Photosynthesis, the process by which plants convert light into chemical energy, is carried out in two main systems: the Photosystem I (PSI) and the Photosystem II (PSII). Each of these systems responds to different wavelengths of light. The Emerson effect occurs when the PSI absorbs light of distant red and the PSII absorbs red light, which creates a synergistic effect which increases the efficiency of the photosynthetic process.

This discovery showed that the two photosystems do not work in isolation, but that they cooperate to maximize light collection and energy production.

Interaction between wavelengths of light

The interaction between red and distant red is the basis of the Emerson effect. When both spectra of light are present, a greater transfer of electrons between the photosystems is achieved, which Increase oxygen production And, therefore, the amount of energy available for the plant. Without this combination, photosystems do not reach its maximum performance.

This phenomenon has been fundamental to understand why plants need A balanced light spectrum and how to take advantage of this information to improve crop lighting.

Importance and benefits of the Emerson effect on plant cultivation

Light optimization for crops

The Emerson effect has transformed the way in which crop lighting systems are designed, especially in controlled environments such as greenhouses and interior crops. The multispectral LED lights, for example, incorporate both red and red red to replicate the solar spectrum and make the most of the Emerson effect. This allows a Better plant growth, even in conditions where natural light is limited.

The use of specific light spectra not only improves photosynthesis, but also reduces energy consumption, making crops more sustainable and efficient.

Improvement in photosynthetic efficiency

Thanks to the Emerson effect, plants can use more energy of the available light, which translates into faster growth and a Greater biomass production. In commercial crops, this translates into better yields no need to increase the culture or production time.

In addition, this phenomenon allows cultivators to adjust lighting conditions to influence other factors, such as flower development or cannabinoid profile in the case of cannabis.

Emerson effect benefits on cannabis crops

Increase in biomass production

In cannabis cultivation, the Emerson effect translates directly into a greater weight and quality of flowers. When optimizing photosynthesis, plants grow more vigorously and produce dense and resinous buttons. This is especially important in commercial crops, where quality and quantity are key factors.

Use of multispectral LED lights

Modern lighting technologies, such as multispectral LEDs, are designed to take advantage of the Emerson effect by including red and red red light spectra. These lights allow cultivators to control the intensity and quality of light, adjusting it according to the growth stage of the plant, whether vegetative or flowering.

Improvement of the cannabinoid and terpenes profile

The Emerson effect not only improves the general growth of plants, but also influences the quality of the final product. When optimizing photosynthesis by combining distant red and red light, plants can produce Greater concentrations of cannabinoids such as THC and CBD, as well as more complex land profiles. This results in more powerful buttocks with intense aromas, ideal for both medicinal and recreational use.

Crop time reduction

Taking advantage of the Emerson effect can also Accelerate the plant growth cycle, since the greatest photosynthetic efficiency allows plants to accumulate energy more quickly. This means that you can get crops in less time without compromising quality, a crucial advantage in commercial crops or projects where time is an important factor.
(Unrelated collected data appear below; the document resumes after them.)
use std::collections::{BTreeMap, HashMap};
use std::path::Path;
use std::sync::{Mutex, MutexGuard};

use anyhow::{anyhow, bail, Context, Result};
use chrono::Utc;
use rusqlite::{Connection, OptionalExtension};
use serde::{Deserialize, Serialize};
use serde_json::{Map, Value};
use tokio::sync::broadcast;
use tracing::{debug, info};

use crate::parser::classify::ObjectKind;

pub const DB_PATH: &str = "data/crm.sqlite";
const DOCUMENT_KEY: &str = "crm_data";
const UPDATE_CHANNEL_CAPACITY: usize = 64;

pub fn connect(path: &str) -> Result<Connection> {
    if let Some(dir) = Path::new(path).parent() {
        if !dir.as_os_str().is_empty() {
            std::fs::create_dir_all(dir)
                .with_context(|| format!("Failed to create {}", dir.display()))?;
        }
    }
    let conn = Connection::open(path).with_context(|| format!("Failed to open {path}"))?;
    conn.execute_batch("PRAGMA journal_mode=WAL;")?;
    Ok(conn)
}

pub fn init_schema(conn: &Connection) -> Result<()> {
    conn.execute_batch(
        "
        CREATE TABLE IF NOT EXISTS kv (
            key        TEXT PRIMARY KEY,
            value      TEXT NOT NULL,
            updated_at TEXT NOT NULL DEFAULT (datetime('now'))
        );
        ",
    )?;
    Ok(())
}

// ── Key-value ──

pub fn read_value(conn: &Connection, key: &str) -> Result<Option<String>> {
    let value = conn
        .query_row("SELECT value FROM kv WHERE key = ?1", [key], |r| r.get(0))
        .optional()?;
    Ok(value)
}

pub fn write_value(conn: &Connection, key: &str, value: &str) -> Result<()> {
    conn.execute(
        "INSERT INTO kv (key, value, updated_at) VALUES (?1, ?2, datetime('now'))
         ON CONFLICT(key) DO UPDATE SET value = excluded.value, updated_at = excluded.updated_at",
        rusqlite::params![key, value],
    )?;
    Ok(())
}

pub fn remove_value(conn: &Connection, key: &str) -> Result<()> {
    conn.execute("DELETE FROM kv WHERE key = ?1", [key])?;
    Ok(())
}

// ── Extracted rows ──

#[derive(Debug, Clone, PartialEq, Serialize)]
#[serde(rename_all = "camelCase")]
pub struct LeadRow {
    pub id: String,
    pub name: String,
    pub company: Option<String>,
    pub email: Option<String>,
    pub phone: Option<String>,
    pub lead_source: Option<String>,
    pub lead_status: Option<String>,
    pub lead_owner: Option<String>,
    pub extracted_at: i64,
}

#[derive(Debug, Clone, PartialEq, Serialize)]
#[serde(rename_all = "camelCase")]
pub struct ContactRow {
    pub id: String,
    pub name: String,
    pub email: Option<String>,
    pub phone: Option<String>,
    pub account_name: Option<String>,
    pub title: Option<String>,
    pub contact_owner: Option<String>,
    pub mailing_address: Option<String>,
    pub extracted_at: i64,
}

#[derive(Debug, Clone, PartialEq, Serialize)]
#[serde(rename_all = "camelCase")]
pub struct AccountRow {
    pub id: String,
    pub account_name: String,
    pub website: Option<String>,
    pub phone: Option<String>,
    pub industry: Option<String>,
    #[serde(rename = "type")]
    pub account_type: Option<String>,
    pub account_owner: Option<String>,
    pub annual_revenue: Option<f64>,
    pub extracted_at: i64,
}

#[derive(Debug, Clone, PartialEq, Serialize)]
#[serde(rename_all = "camelCase")]
pub struct OpportunityRow {
    pub id: String,
    pub opportunity_name: String,
    pub amount: Option<f64>,
    pub stage: Option<String>,
    pub probability: Option<u32>,
    pub close_date: Option<String>,
    pub forecast_category: Option<String>,
    pub opportunity_owner: Option<String>,
    pub associated_account: Option<String>,
    pub extracted_at: i64,
}

#[derive(Debug, Clone, PartialEq, Serialize)]
#[serde(rename_all = "camelCase")]
pub struct TaskRow {
    pub id: String,
    pub subject: String,
    pub due_date: Option<String>,
    pub status: Option<String>,
    pub priority: Option<String>,
    pub related_to: Option<String>,
    pub assigned_to: Option<String>,
    pub extracted_at: i64,
}

// ── Stored records ──

/// A stored record: an ordered field map with at least an `id`.
#[derive(Debug, Clone, Default, PartialEq, Serialize, Deserialize)]
#[serde(transparent)]
pub struct Record(Map<String, Value>);

impl Record {
    pub fn from_row<T: Serialize>(row: &T) -> Result<Self> {
        match serde_json::to_value(row)? {
            Value::Object(map) => Ok(Self(map)),
            other => Err(anyhow!("expected a field map, got {other}")),
        }
    }

    /// Non-empty `id` field.
    pub fn id(&self) -> Option<&str> {
        self.0
            .get("id")
            .and_then(Value::as_str)
            .filter(|id| !id.is_empty())
    }

    pub fn get(&self, field: &str) -> Option<&Value> {
        self.0.get(field)
    }

    pub fn text(&self, field: &str) -> Option<&str> {
        self.0.get(field).and_then(Value::as_str)
    }

    pub fn number(&self, field: &str) -> Option<f64> {
        self.0.get(field).and_then(Value::as_f64)
    }

    pub fn last_updated(&self) -> Option<i64> {
        self.0.get("lastUpdated").and_then(Value::as_i64)
    }

    pub fn fields(&self) -> impl Iterator<Item = (&String, &Value)> {
        self.0.iter()
    }

    fn stamp(&mut self, now: i64) {
        self.0.insert("lastUpdated".to_string(), Value::from(now));
    }
}

impl From<Map<String, Value>> for Record {
    fn from(map: Map<String, Value>) -> Self {
        Self(map)
    }
}

/// The whole persisted state, stored as one JSON document.
#[derive(Debug, Clone, Default, PartialEq, Serialize, Deserialize)]
#[serde(rename_all = "camelCase")]
pub struct StoreDocument {
    #[serde(default)]
    pub leads: Vec<Record>,
    #[serde(default)]
    pub contacts: Vec<Record>,
    #[serde(default)]
    pub accounts: Vec<Record>,
    #[serde(default)]
    pub opportunities: Vec<Record>,
    #[serde(default)]
    pub tasks: Vec<Record>,
    /// Collection key → Unix ms of the last successful merge.
    #[serde(default)]
    pub last_sync: BTreeMap<String, i64>,
}

impl StoreDocument {
    pub fn collection(&self, kind: ObjectKind) -> Option<&Vec<Record>> {
        match kind {
            ObjectKind::Lead => Some(&self.leads),
            ObjectKind::Contact => Some(&self.contacts),
            ObjectKind::Account => Some(&self.accounts),
            ObjectKind::Opportunity => Some(&self.opportunities),
            ObjectKind::Task => Some(&self.tasks),
            ObjectKind::Unknown => None,
        }
    }

    fn collection_mut(&mut self, kind: ObjectKind) -> Result<&mut Vec<Record>> {
        match kind {
            ObjectKind::Lead => Ok(&mut self.leads),
            ObjectKind::Contact => Ok(&mut self.contacts),
            ObjectKind::Account => Ok(&mut self.accounts),
            ObjectKind::Opportunity => Ok(&mut self.opportunities),
            ObjectKind::Task => Ok(&mut self.tasks),
            ObjectKind::Unknown => bail!("no collection for unknown object kind"),
        }
    }

    pub fn last_sync(&self, kind: ObjectKind) -> Option<i64> {
        self.last_sync.get(kind.collection_key()).copied()
    }
}

/// Last-write-wins merge by `id`. Existing order is kept, new ids are appended,
/// incoming records without an id are dropped, and every incoming record is
/// stamped with `lastUpdated = now`.
pub fn merge(existing: Vec<Record>, incoming: Vec<Record>, now: i64) -> Vec<Record> {
    let mut merged: Vec<Record> = Vec::with_capacity(existing.len() + incoming.len());
    let mut index: HashMap<String, usize> = HashMap::new();

    let mut upsert = |record: Record| {
        let Some(id) = record.id().map(str::to_string) else {
            return;
        };
        match index.get(&id) {
            Some(&i) => merged[i] = record,
            None => {
                index.insert(id, merged.len());
                merged.push(record);
            }
        }
    };

    for record in existing {
        upsert(record);
    }
    for mut record in incoming {
        record.stamp(now);
        upsert(record);
    }
    merged
}

// ── Outcomes & events ──

#[derive(Debug, Clone, Copy, PartialEq, Eq)]
pub enum SaveOutcome {
    NothingToSave,
    Saved { incoming: usize, total: usize },
}

#[derive(Debug, Clone, Copy, PartialEq, Eq)]
pub enum DeleteOutcome {
    Deleted,
    NotFound,
}

/// Published after every change to a collection, carrying its full new contents.
#[derive(Debug, Clone, PartialEq)]
pub struct CollectionUpdated {
    pub kind: ObjectKind,
    pub records: Vec<Record>,
}

#[derive(Debug, Clone, PartialEq)]
pub struct CollectionSnapshot {
    pub records: Vec<Record>,
    pub last_sync: Option<i64>,
}

pub struct Stats {
    pub counts: Vec<(ObjectKind, usize)>,
    pub total: usize,
}

// ── Store ──

pub struct Store {
    conn: Mutex<Connection>,
    updates: broadcast::Sender<CollectionUpdated>,
}

impl Store {
    pub fn open(path: &str) -> Result<Self> {
        Self::with_connection(connect(path)?)
    }

    #[cfg(test)]
    pub fn open_in_memory() -> Result<Self> {
        Self::with_connection(Connection::open_in_memory()?)
    }

    fn with_connection(conn: Connection) -> Result<Self> {
        init_schema(&conn)?;
        if read_value(&conn, DOCUMENT_KEY)?.is_none() {
            write_document(&conn, &StoreDocument::default())?;
        }
        let (updates, _) = broadcast::channel(UPDATE_CHANNEL_CAPACITY);
        Ok(Self {
            conn: Mutex::new(conn),
            updates,
        })
    }

    fn conn(&self) -> Result<MutexGuard<'_, Connection>> {
        self.conn
            .lock()
            .map_err(|_| anyhow!("store connection mutex poisoned"))
    }

    /// Run `f` with exclusive access to the underlying connection.
    pub fn with_conn<T>(&self, f: impl FnOnce(&Connection) -> Result<T>) -> Result<T> {
        let conn = self.conn()?;
        f(&conn)
    }

    pub fn subscribe(&self) -> broadcast::Receiver<CollectionUpdated> {
        self.updates.subscribe()
    }

    fn publish(&self, kind: ObjectKind, records: Vec<Record>) {
        // no subscribers is fine
        let _ = self.updates.send(CollectionUpdated { kind, records });
    }

    pub fn document(&self) -> Result<StoreDocument> {
        self.with_conn(read_document)
    }

    pub fn collection(&self, kind: ObjectKind) -> Result<CollectionSnapshot> {
        let doc = self.document()?;
        Ok(CollectionSnapshot {
            records: doc.collection(kind).cloned().unwrap_or_default(),
            last_sync: doc.last_sync(kind),
        })
    }

    pub fn last_sync(&self, kind: ObjectKind) -> Result<Option<i64>> {
        Ok(self.document()?.last_sync(kind))
    }

    pub fn save_records(&self, kind: ObjectKind, records: Vec<Record>) -> Result<SaveOutcome> {
        if records.is_empty() {
            debug!("No {} to save", kind);
            return Ok(SaveOutcome::NothingToSave);
        }
        let incoming = records.len();
        let now = Utc::now().timestamp_millis();

        let merged = self.with_conn(|conn| {
            let mut doc = read_document(conn)?;
            let collection = doc.collection_mut(kind)?;
            let existing = std::mem::take(collection);
            *collection = merge(existing, records, now);
            let merged = collection.clone();
            doc.last_sync.insert(kind.collection_key().to_string(), now);
            write_document(conn, &doc)?;
            Ok(merged)
        })?;

        let total = merged.len();
        info!("Saved {} {}, total: {}", incoming, kind, total);
        self.publish(kind, merged);
        Ok(SaveOutcome::Saved { incoming, total })
    }

    pub fn delete_record(&self, kind: ObjectKind, id: &str) -> Result<DeleteOutcome> {
        let remaining = self.with_conn(|conn| {
            let mut doc = read_document(conn)?;
            let collection = doc.collection_mut(kind)?;
            let before = collection.len();
            collection.retain(|r| r.id() != Some(id));
            if collection.len() == before {
                return Ok(None);
            }
            let remaining = collection.clone();
            write_document(conn, &doc)?;
            Ok(Some(remaining))
        })?;

        match remaining {
            Some(records) => {
                info!("Deleted {} {}", kind, id);
                self.publish(kind, records);
                Ok(DeleteOutcome::Deleted)
            }
            None => Ok(DeleteOutcome::NotFound),
        }
    }

    pub fn clear_kind(&self, kind: ObjectKind) -> Result<()> {
        self.with_conn(|conn| {
            let mut doc = read_document(conn)?;
            doc.collection_mut(kind)?.clear();
            doc.last_sync.remove(kind.collection_key());
            write_document(conn, &doc)
        })?;
        info!("Cleared {}", kind);
        self.publish(kind, Vec::new());
        Ok(())
    }

    pub fn clear_all(&self) -> Result<()> {
        self.with_conn(|conn| write_document(conn, &StoreDocument::default()))?;
        info!("Cleared all collections");
        for kind in ObjectKind::ALL {
            self.publish(kind, Vec::new());
        }
        Ok(())
    }

    pub fn stats(&self) -> Result<Stats> {
        let doc = self.document()?;
        let counts: Vec<_> = ObjectKind::ALL
            .into_iter()
            .map(|k| (k, doc.collection(k).map_or(0, Vec::len)))
            .collect();
        let total = counts.iter().map(|(_, n)| n).sum();
        Ok(Stats { counts, total })
    }
}

fn read_document(conn: &Connection) -> Result<StoreDocument> {
    match read_value(conn, DOCUMENT_KEY)? {
        Some(raw) => serde_json::from_str(&raw).context("Corrupt store document"),
        None => Ok(StoreDocument::default()),
    }
}

fn write_document(conn: &Connection, doc: &StoreDocument) -> Result<()> {
    let raw = serde_json::to_string(doc)?;
    let tx = conn.unchecked_transaction()?;
    write_value(&tx, DOCUMENT_KEY, &raw)?;
    tx.commit()?;
    Ok(())
}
The Emerson effect is a crucial phenomenon to understand how plants maximize their photosynthetic efficiency by taking advantage of specific wavelengths. Its application in modern agriculture, especially in crops such as cannabis, has allowed to improve productivity, sustainability and crop quality.

Do you want to maximize the performance of your crops? In Grow IndustryWe have a wide selection of LED lighting systems designed to take advantage of the Emerson effect and guarantee optimal growth.